What is a checklist? A checklist contains a number of necessary items for any work. In our case for trading. The checklist is used to check if all the conditions are in line with your market entry strategy. You tick each of the conditions, if at least one of them is not fulfilled, do not enter the market.

Everything is very simple. Suppose your strategy is based on two indicators combined with support/resistance levels, you trade intraday, one of these indicators is a trend indicator and the other is an oscillator. Then your checklist could look like this:


1) Now American / London session? - Yes/No

2) Is there an entry signal on the X indicator? - Yes/No

3) Is the Y indicator in agreement with the signal of the X indicator? - Yes/No

4) Does the signal have a level support? - Yes / No

4) Isn't there another level in the way of the proposed trade, which will prevent it from reaching the target? - Yes / No

5) Is there no important news coming out in the next half an hour? - Yes / No

6) Am I feeling well right now (i.e. I am not sick, depressed, tired)? - Yes / No


You run through this list and mark the items with a pencil.

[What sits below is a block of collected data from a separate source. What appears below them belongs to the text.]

use crate::config::RuntimeConfig;
use std::{
    env,
    fs::{File, OpenOptions},
    io::{self, Write},
    path::{Path, PathBuf},
    sync::{Arc, Mutex, PoisonError},
};
use tracing::debug;
use tracing_subscriber::{fmt::writer::BoxMakeWriter, EnvFilter};

type SharedFile = Arc<Mutex<File>>;

/// The per-session log file, held open for the lifetime of the process.
pub struct SessionLog {
    path: Option<PathBuf>,
    file: Option<SharedFile>,
}

impl SessionLog {
    fn disabled() -> Self {
        Self {
            path: None,
            file: None,
        }
    }

    pub fn path(&self) -> Option<&Path> {
        self.path.as_deref()
    }

    fn sinks(&self, mirror_stderr: bool) -> Vec<Sink> {
        let mut sinks: Vec<Sink> = self.file.iter().cloned().map(Sink::File).collect();
        if mirror_stderr {
            sinks.push(Sink::Stderr);
        }
        sinks
    }
}

/// Installs the global subscriber. Stdout stays free for operator output,
/// so diagnostics go to the session log file and optionally stderr.
pub fn init_logging(config: &RuntimeConfig) -> Option<SessionLog> {
    let level = env::var("SCANCTL_LOG_LEVEL").unwrap_or_else(|_| "info".to_string());
    let filter = EnvFilter::try_from_default_env().unwrap_or_else(|_| EnvFilter::new(level));
    let log = open_session_log(&config.log_dir, &config.session_id).unwrap_or_else(|err| {
        eprintln!("log_file_error: {err}");
        SessionLog::disabled()
    });
    let sinks = log.sinks(config.log_stderr);
    let make_writer = BoxMakeWriter::new(move || FanOut {
        sinks: sinks.clone(),
    });
    let subscriber = tracing_subscriber::fmt()
        .with_env_filter(filter)
        .with_writer(make_writer)
        .with_ansi(false)
        .finish();
    if tracing::subscriber::set_global_default(subscriber).is_err() {
        return None;
    }
    if let Some(path) = log.path() {
        debug!("session_log: path={}", path.display());
    }
    Some(log)
}

#[derive(Clone)]
enum Sink {
    File(SharedFile),
    Stderr,
}

impl Sink {
    fn apply(&self, op: impl FnOnce(&mut dyn Write) -> io::Result<()>) {
        // A failing sink must not silence the others.
        let _ = match self {
            Sink::File(file) => op(&mut *file.lock().unwrap_or_else(PoisonError::into_inner)),
            Sink::Stderr => op(&mut io::stderr().lock()),
        };
    }
}

/// Copies every formatted event to each sink.
struct FanOut {
    sinks: Vec<Sink>,
}

impl Write for FanOut {
    fn write(&mut self, buf: &[u8]) -> io::Result<usize> {
        for sink in &self.sinks {
            sink.apply(|out| out.write_all(buf));
        }
        Ok(buf.len())
    }

    fn flush(&mut self) -> io::Result<()> {
        for sink in &self.sinks {
            sink.apply(|out| out.flush());
        }
        Ok(())
    }
}

fn open_session_log(log_dir: &str, session_id: &str) -> io::Result<SessionLog> {
    if log_dir.trim().is_empty() {
        return Ok(SessionLog::disabled());
    }
    let dir = PathBuf::from(log_dir);
    std::fs::create_dir_all(&dir)?;
    let path = log_file_path(&dir, session_id);
    let file = OpenOptions::new().create(true).append(true).open(&path)?;
    Ok(SessionLog {
        path: Some(path),
        file: Some(Arc::new(Mutex::new(file))),
    })
}

fn log_file_path(dir: &Path, session_id: &str) -> PathBuf {
    dir.join(format!("scanctl-{}.log", sanitize_component(session_id)))
}

fn sanitize_component(value: &str) -> String {
    let cleaned: String = value
        .chars()
        .map(|ch| {
            if ch.is_ascii_alphanumeric() || matches!(ch, '-' | '_' | '.') {
                ch
            } else {
                '_'
            }
        })
        .collect();
    let trimmed = cleaned.trim_matches('.');
    if trimmed.is_empty() {
        "session".to_string()
    } else {
        trimmed.to_string()
    }
}

#[cfg(test)]
mod tests {
    use super::*;

    #[test]
    fn session_ids_are_safe_file_components() {
        assert_eq!(sanitize_component("pid-42"), "pid-42");
        assert_eq!(sanitize_component("../rig one"), "_rig_one");
        assert_eq!(sanitize_component(".."), "session");
    }

    #[test]
    fn log_file_lands_in_log_dir() {
        let dir = tempfile::tempdir().expect("tempdir");
        let log_dir = dir.path().join("nested/logs");
        let log = open_session_log(log_dir.to_str().expect("utf8 path"), "bench/2")
            .expect("open log file");
        let expected = log_dir.join("scanctl-bench_2.log");
        assert_eq!(log.path(), Some(expected.as_path()));
        assert!(expected.exists());

        let mut writer = FanOut {
            sinks: log.sinks(false),
        };
        writer.write_all(b"line\n").expect("write");
        writer.flush().expect("flush");
        assert_eq!(std::fs::read_to_string(&expected).expect("read log"), "line\n");
    }

    #[test]
    fn empty_log_dir_disables_file_logging() {
        let log = open_session_log("  ", "pid-1").expect("no file");
        assert!(log.path().is_none());
        assert!(log.sinks(false).is_empty());
        assert_eq!(log.sinks(true).len(), 1);
    }
}
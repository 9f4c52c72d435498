//! Mask module - the 4x4 cell grid of a shape
//!
//! Storage is column-major, `cells[x][y]`, with `x` running left to right and
//! `y` running **top to bottom**. This is the order shape records are saved in.
//! The piece converts mask rows to board rows (which count upward).

use crate::types::MASK_SIZE;

const LAST: usize = MASK_SIZE - 1;

/// A 4x4 boolean shape grid
#[derive(Debug, Clone, Copy, PartialEq, Eq, Hash, Default)]
pub struct Mask {
    cells: [[bool; MASK_SIZE]; MASK_SIZE],
}

impl Mask {
    /// Create an empty mask
    pub const fn empty() -> Self {
        Self {
            cells: [[false; MASK_SIZE]; MASK_SIZE],
        }
    }

    /// Create from column-major storage (`cells[x][y]`, y = 0 is the top row)
    pub const fn from_columns(cells: [[bool; MASK_SIZE]; MASK_SIZE]) -> Self {
        Self { cells }
    }

    /// Create from four text rows, top to bottom. `#` marks a filled cell.
    ///
    /// # Examples
    ///
    /// ```
    /// use fallblocks_core::Mask;
    ///
    /// let t = Mask::from_rows(["....", "###.", ".#..", "...."]);
    /// assert_eq!(t.count(), 4);
    /// assert!(t.get(1, 2));
    /// ```
    pub fn from_rows(rows: [&str; MASK_SIZE]) -> Self {
        let mut mask = Self::empty();
        for (y, row) in rows.iter().enumerate() {
            for (x, ch) in row.chars().take(MASK_SIZE).enumerate() {
                mask.cells[x][y] = ch == '#';
            }
        }
        mask
    }

    /// Column-major storage
    pub fn columns(&self) -> &[[bool; MASK_SIZE]; MASK_SIZE] {
        &self.cells
    }

    /// Check cell at column `x`, row `y` (top-down). Out of range is empty.
    pub fn get(&self, x: usize, y: usize) -> bool {
        x < MASK_SIZE && y < MASK_SIZE && self.cells[x][y]
    }

    /// Set cell at column `x`, row `y`. Returns false if out of range.
    pub fn set(&mut self, x: usize, y: usize, filled: bool) -> bool {
        if x >= MASK_SIZE || y >= MASK_SIZE {
            return false;
        }
        self.cells[x][y] = filled;
        true
    }

    /// Number of filled cells
    pub fn count(&self) -> usize {
        self.cells.iter().flatten().filter(|&&c| c).count()
    }

    pub fn is_empty(&self) -> bool {
        self.count() == 0
    }

    /// Filled cells as `(x, y)` pairs, y top-down
    pub fn filled(&self) -> impl Iterator<Item = (usize, usize)> + '_ {
        (0..MASK_SIZE).flat_map(move |x| {
            (0..MASK_SIZE).filter_map(move |y| self.cells[x][y].then_some((x, y)))
        })
    }

    /// Rotate 90° clockwise: `new[x][y] = old[y][3 - x]`
    pub fn rotate_cw(&self) -> Self {
        let mut out = Self::empty();
        for x in 0..MASK_SIZE {
            for y in 0..MASK_SIZE {
                out.cells[x][y] = self.cells[y][LAST - x];
            }
        }
        out
    }

    fn column_filled(&self, x: usize) -> bool {
        self.cells[x].iter().any(|&c| c)
    }

    fn row_filled(&self, y: usize) -> bool {
        (0..MASK_SIZE).any(|x| self.cells[x][y])
    }

    /// Offset of the left edge from the box's left side (first filled column)
    pub fn left(&self) -> Option<i32> {
        (0..MASK_SIZE)
            .find(|&x| self.column_filled(x))
            .map(|x| x as i32)
    }

    /// Offset of the right edge from the box's left side (last filled column + 1)
    pub fn right(&self) -> Option<i32> {
        (0..MASK_SIZE)
            .rev()
            .find(|&x| self.column_filled(x))
            .map(|x| x as i32 + 1)
    }

    /// Rows between the box's bottom and the lowest filled row
    pub fn bottom(&self) -> Option<i32> {
        (0..MASK_SIZE)
            .rev()
            .find(|&y| self.row_filled(y))
            .map(|y| (LAST - y) as i32)
    }

    /// Offset of the top edge from the box's bottom (highest filled row + 1)
    pub fn top(&self) -> Option<i32> {
        (0..MASK_SIZE)
            .find(|&y| self.row_filled(y))
            .map(|y| (MASK_SIZE - y) as i32)
    }
}
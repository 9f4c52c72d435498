//! Line clearing over a flat list of settled cells
//!
//! Cells are processed in one bottom-up pass over row groups. A group that
//! reaches the board width is deleted; every kept cell is shifted down by the
//! number of rows deleted below it and compacted toward the front in place.

use crate::board::SettledCell;

/// Remove every full row from `cells`, shifting the cells above downward.
///
/// Returns the number of rows cleared. Cells are left sorted bottom row first,
/// left to right. An empty list is returned untouched.
///
/// # Examples
///
/// ```
/// use fallblocks_core::{clear_lines, SettledCell};
/// use fallblocks_core::types::{Coord, Rgba};
///
/// let mut cells: Vec<SettledCell> = (0..10)
///     .map(|x| SettledCell::new(Coord::new(x, 0), Rgba::RED, 1))
///     .collect();
/// cells.push(SettledCell::new(Coord::new(4, 1), Rgba::RED, 1));
///
/// assert_eq!(clear_lines(&mut cells, 10), 1);
/// assert_eq!(cells.len(), 1);
/// assert_eq!(cells[0].pos, Coord::new(4, 0));
/// ```
pub fn clear_lines(cells: &mut Vec<SettledCell>, width: usize) -> usize {
    if cells.is_empty() || width == 0 {
        return 0;
    }

    // Coordinates are unique, so an unstable sort is enough and stays off the heap.
    cells.sort_unstable_by_key(|c| (c.pos.y, c.pos.x));

    let len = cells.len();
    let mut cleared = 0usize;
    let mut write = 0usize;
    let mut start = 0usize;

    while start < len {
        let y = cells[start].pos.y;
        let mut end = start + 1;
        while end < len && cells[end].pos.y == y {
            end += 1;
        }

        if end - start >= width {
            cleared += 1;
        } else {
            for i in start..end {
                let mut cell = cells[i];
                cell.pos.y -= cleared as i32;
                cells[write] = cell;
                write += 1;
            }
        }
        start = end;
    }

    cells.truncate(write);
    cleared
}
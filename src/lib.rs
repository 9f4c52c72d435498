//! Falling block shapes (workspace facade crate).
//!
//! Re-exports the member crates under `crates/` as
//! `fallblocks::{core, input, shapes, types}`.

pub use fallblocks_core as core;
pub use fallblocks_input as input;
pub use fallblocks_shapes as shapes;
pub use fallblocks_types as types;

If the answer to all questions is YES then enter the trade. If there is at least one NO do not enter.

Everything is so simple and you do not need to think. By thinking I mean the wandering mind mode, which leads to unnecessary trades, early entries/exits, etc. The checklist removes these mental "what ifs", "I guess", "it seems", etc. All items on the checklist match - enter. If at least one item doesn't match - don't enter.

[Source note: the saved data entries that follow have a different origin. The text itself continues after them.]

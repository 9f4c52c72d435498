//! Piece controller - owns the falling piece and drives the game forward
//!
//! The controller ties together the board, the shape queue and scoring. Each
//! call to [`PieceController::tick`] advances three countdown timers and
//! performs at most one action per timer:
//!
//! - **Debounce timer**: rotate or soft drop (edge-triggered input)
//! - **Repeat timer**: one-cell horizontal move (level-triggered input)
//! - **Gravity timer**: one-row descent, or a lock once the piece is resting
//!
//! Every move is tested against the board before it is committed, so illegal
//! moves are silent no-ops and a rotation never partially applies.

use log::{debug, info};

use crate::board::Board;
use crate::config::GameConfig;
use crate::events::{GameEvents, NoopEvents};
use crate::piece::{Piece, PieceCells};
use crate::rng::ShapeQueue;
use crate::scoring::Progress;
use crate::template::ShapeTemplate;
use crate::types::{Coord, InputState, LockEvent, PieceId, START_LEVEL};

/// Timer value meaning "expired, ready to act"
const READY: f32 = -1.0;

/// Controller lifecycle
///
/// `Idle → Active → (lock → Active)* → GameOver`. GameOver is terminal until
/// [`PieceController::restart`].
#[derive(Debug, Clone, Copy, PartialEq, Eq, Hash)]
pub enum Phase {
    Idle,
    Active,
    GameOver,
}

/// Complete falling-piece state
#[derive(Debug, Clone)]
pub struct PieceController<E: GameEvents = NoopEvents> {
    config: GameConfig,
    board: Board,
    queue: ShapeQueue,
    progress: Progress,
    events: E,
    active: Option<Piece>,
    phase: Phase,
    next_piece_id: PieceId,
    /// Horizontal repeat countdown
    input_timer: f32,
    /// Rotate/drop debounce countdown
    rotate_timer: f32,
    /// Gravity / lock delay countdown
    fall_timer: f32,
    /// Gravity interval of the active piece, fixed at spawn
    fall_delay: f32,
    /// Last lock event (consumed by observers).
    last_event: Option<LockEvent>,
}

impl PieceController<NoopEvents> {
    /// Create a controller with no event listener
    pub fn new(config: GameConfig, queue: ShapeQueue) -> Self {
        Self::with_events(config, queue, NoopEvents)
    }

    /// Create a controller drawing from `templates`, seeded by `config.seed`.
    ///
    /// Returns `None` if `templates` is empty.
    pub fn from_templates(config: GameConfig, templates: Vec<ShapeTemplate>) -> Option<Self> {
        let queue = ShapeQueue::new(templates, config.seed)?;
        Some(Self::new(config, queue))
    }
}

impl<E: GameEvents> PieceController<E> {
    /// Create a controller that reports to `events`
    pub fn with_events(config: GameConfig, queue: ShapeQueue, events: E) -> Self {
        let config = config.sanitized();
        let board = Board::with_size(config.board_width, config.board_height);
        let progress = Progress::new(config.lines_per_level);
        let fall_delay = config.fall_delay_for(START_LEVEL);

        Self {
            config,
            board,
            queue,
            progress,
            events,
            active: None,
            phase: Phase::Idle,
            next_piece_id: 1,
            input_timer: READY,
            rotate_timer: READY,
            fall_timer: fall_delay,
            fall_delay,
            last_event: None,
        }
    }

    /// Start the game and spawn the first piece
    pub fn start(&mut self) {
        if self.phase != Phase::Idle {
            return;
        }
        let first = self.queue.draw_random();
        self.spawn(&first);
    }

    pub fn phase(&self) -> Phase {
        self.phase
    }

    pub fn is_game_over(&self) -> bool {
        self.phase == Phase::GameOver
    }

    pub fn config(&self) -> &GameConfig {
        &self.config
    }

    pub fn board(&self) -> &Board {
        &self.board
    }

    /// Mutable board access, for setting up scenarios
    pub fn board_mut(&mut self) -> &mut Board {
        &mut self.board
    }

    pub fn active(&self) -> Option<Piece> {
        self.active
    }

    /// Absolute cells of the active piece (empty when there is none)
    pub fn active_cells(&self) -> PieceCells {
        self.active.map(|p| p.cells()).unwrap_or_default()
    }

    /// Template that spawns after the current piece locks
    pub fn next_template(&self) -> &ShapeTemplate {
        self.queue.peek()
    }

    pub fn progress(&self) -> &Progress {
        &self.progress
    }

    pub fn score(&self) -> u32 {
        self.progress.score()
    }

    pub fn level(&self) -> u32 {
        self.progress.level()
    }

    /// Gravity interval of the active piece, in seconds
    pub fn fall_delay(&self) -> f32 {
        self.fall_delay
    }

    pub fn events(&self) -> &E {
        &self.events
    }

    /// Take and clear the last lock event.
    pub fn take_last_event(&mut self) -> Option<LockEvent> {
        self.last_event.take()
    }

    /// Spawn a piece from `template` with its top edge at the spawn ceiling.
    ///
    /// If the piece would overlap settled cells the game ends instead and the
    /// piece is not placed. Returns true if the piece became active.
    pub fn spawn(&mut self, template: &ShapeTemplate) -> bool {
        if self.phase == Phase::GameOver {
            return false;
        }

        let mask = *template.mask();
        let top = mask.top().unwrap_or(0);
        let anchor = Coord::new(
            self.config.spawn_column,
            self.config.board_height as i32 - top,
        );

        let id = self.next_piece_id;
        self.next_piece_id = self.next_piece_id.wrapping_add(1);
        let piece = Piece::new(id, mask, template.color(), anchor);

        if self.board.collides(piece.cells(), piece.id) {
            self.active = None;
            self.phase = Phase::GameOver;
            info!(
                "game over: '{}' blocked at spawn (score {}, level {})",
                template.name(),
                self.progress.score(),
                self.progress.level()
            );
            self.events.on_game_over();
            return false;
        }

        self.active = Some(piece);
        self.phase = Phase::Active;
        self.input_timer = READY;
        self.rotate_timer = READY;
        self.fall_delay = self.config.fall_delay_for(self.progress.level());
        self.fall_timer = self.fall_delay;
        debug!("spawned piece {} from '{}' at {:?}", id, template.name(), anchor);

        true
    }

    /// Board query for the active piece displaced by `(dx, dy)`.
    ///
    /// False when there is no active piece.
    pub fn collides(&self, dx: i32, dy: i32) -> bool {
        self.active
            .is_some_and(|p| self.board.collides(p.cells_offset(dx, dy), p.id))
    }

    /// Check if piece can move in given direction
    pub fn can_move(&self, dx: i32, dy: i32) -> bool {
        self.active.is_some() && !self.collides(dx, dy)
    }

    /// Check if the active piece is resting on something
    pub fn is_grounded(&self) -> bool {
        self.collides(0, -1)
    }

    /// Try to move the active piece; blocked moves leave it untouched
    pub fn try_move(&mut self, dx: i32, dy: i32) -> bool {
        let Some(piece) = self.active else {
            return false;
        };

        if self.board.collides(piece.cells_offset(dx, dy), piece.id) {
            return false;
        }

        self.active = Some(piece.shifted(dx, dy));
        true
    }

    /// Rotate clockwise keeping the bottom edge row.
    ///
    /// The rotated copy is tested first and only replaces the live piece if it
    /// fits, so a failed rotation leaves mask and position as they were.
    pub fn try_rotate(&mut self) -> bool {
        let Some(piece) = self.active else {
            return false;
        };

        let rotated = piece.rotated_cw();
        if self.board.collides(rotated.cells(), rotated.id) {
            debug!("rotation of piece {} rejected", piece.id);
            return false;
        }

        self.active = Some(rotated);
        true
    }

    /// Drop the active piece until it rests on an obstruction or the floor.
    /// Returns the number of rows dropped.
    pub fn soft_drop(&mut self) -> u32 {
        let mut rows = 0;
        while self.try_move(0, -1) {
            rows += 1;
        }
        rows
    }

    /// Pull the active piece back inside the side walls
    fn clamp_horizontal(&mut self) {
        let width = self.board.width() as i32;
        if let Some(piece) = self.active.as_mut() {
            *piece = piece.clamped(width);
        }
    }

    /// Main game tick - advance timers, apply input and gravity.
    ///
    /// `delta` is in seconds. Returns true if a piece locked this tick.
    pub fn tick(&mut self, delta: f32, input: InputState) -> bool {
        if self.phase != Phase::Active || self.active.is_none() {
            return false;
        }
        // A NaN would poison every timer for good.
        if !delta.is_finite() {
            debug!("ignoring non-finite tick delta {}", delta);
            return false;
        }
        let delta = delta.max(0.0);

        self.input_timer -= delta;
        self.rotate_timer -= delta;
        self.fall_timer -= delta;

        if self.rotate_timer < 0.0 {
            self.rotate_timer = READY;

            if input.rotate {
                self.try_rotate();
                self.rotate_timer = self.config.input_delay;
            } else if input.drop {
                self.soft_drop();
                self.events.on_soft_drop_land();
                self.fall_timer = self.config.lock_delay;
                self.rotate_timer = self.config.input_delay;
            }
        }

        if self.input_timer < 0.0 {
            self.input_timer = READY;

            if input.left {
                self.try_move(-1, 0);
                self.input_timer = self.config.input_delay;
            } else if input.right {
                self.try_move(1, 0);
                self.input_timer = self.config.input_delay;
            }
        }

        self.clamp_horizontal();

        if self.fall_timer < 0.0 {
            self.fall_timer = self.fall_delay;

            if self.is_grounded() {
                self.lock_piece();
                return true;
            }

            self.try_move(0, -1);
            self.events.on_block_descend();

            if self.is_grounded() {
                self.fall_timer = self.config.lock_delay;
                self.events.on_land();
            }
        }

        false
    }

    /// Lock the active piece onto the board, clear rows, score, and spawn the
    /// queued template
    pub fn lock_piece(&mut self) {
        let Some(piece) = self.active.take() else {
            return;
        };

        let cells = piece.cells();
        if !self.board.lock_cells(&cells, piece.color, piece.id) {
            debug!("piece {} overlapped settled cells while locking", piece.id);
        }

        let rows = self.board.clear_full_rows();
        self.events.on_lines_cleared(rows);

        let level_before = self.progress.level();
        let award = self.progress.apply_clear(rows);
        if let Some(kind) = award.kind {
            debug!(
                "{} clear: {} rows for {} points",
                kind.as_str(),
                award.rows,
                award.points
            );
            self.events.on_clear(&award);
        }
        if self.progress.level() > level_before {
            info!("level up: {}", self.progress.level());
            self.events.on_level_up(self.progress.level());
        }

        self.last_event = Some(LockEvent {
            piece: piece.id,
            lines_cleared: rows as u32,
            points: award.points,
            clear: award.kind,
            level: self.progress.level(),
        });
        debug!(
            "piece {} locked at {:?}, {} rows cleared, score {}",
            piece.id,
            piece.anchor,
            rows,
            self.progress.score()
        );

        let next = self.queue.take_next();
        self.spawn(&next);
    }

    /// Reset board and score and start a fresh game
    pub fn restart(&mut self) {
        self.board.clear();
        self.progress.reset();
        self.active = None;
        self.last_event = None;
        self.phase = Phase::Idle;
        self.start();
    }
}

How to Make a Checklist for Your Strategy
How to make a checklist? Very simple. Take the rules of your strategy and reduce them to a list of items so that against each item you can put a check mark, if the conditions on the chart correspond to it, or answer one-word Yes / No. I also advise you to include a point about your current moral state, because it is not worth trading when you are tired, sick, depressed, etc.

Conclusion
A checklist is essentially a checklist of items from your trading strategy and trading plan. Its purpose is to reduce the influence of a "wandering mind" on your trading. Also, the checklist helps you not to forget about anything. Every time, before opening a trade, run through each point on your list: if even one item does not correspond to the current situation - do not enter the market. And may the profit be with you!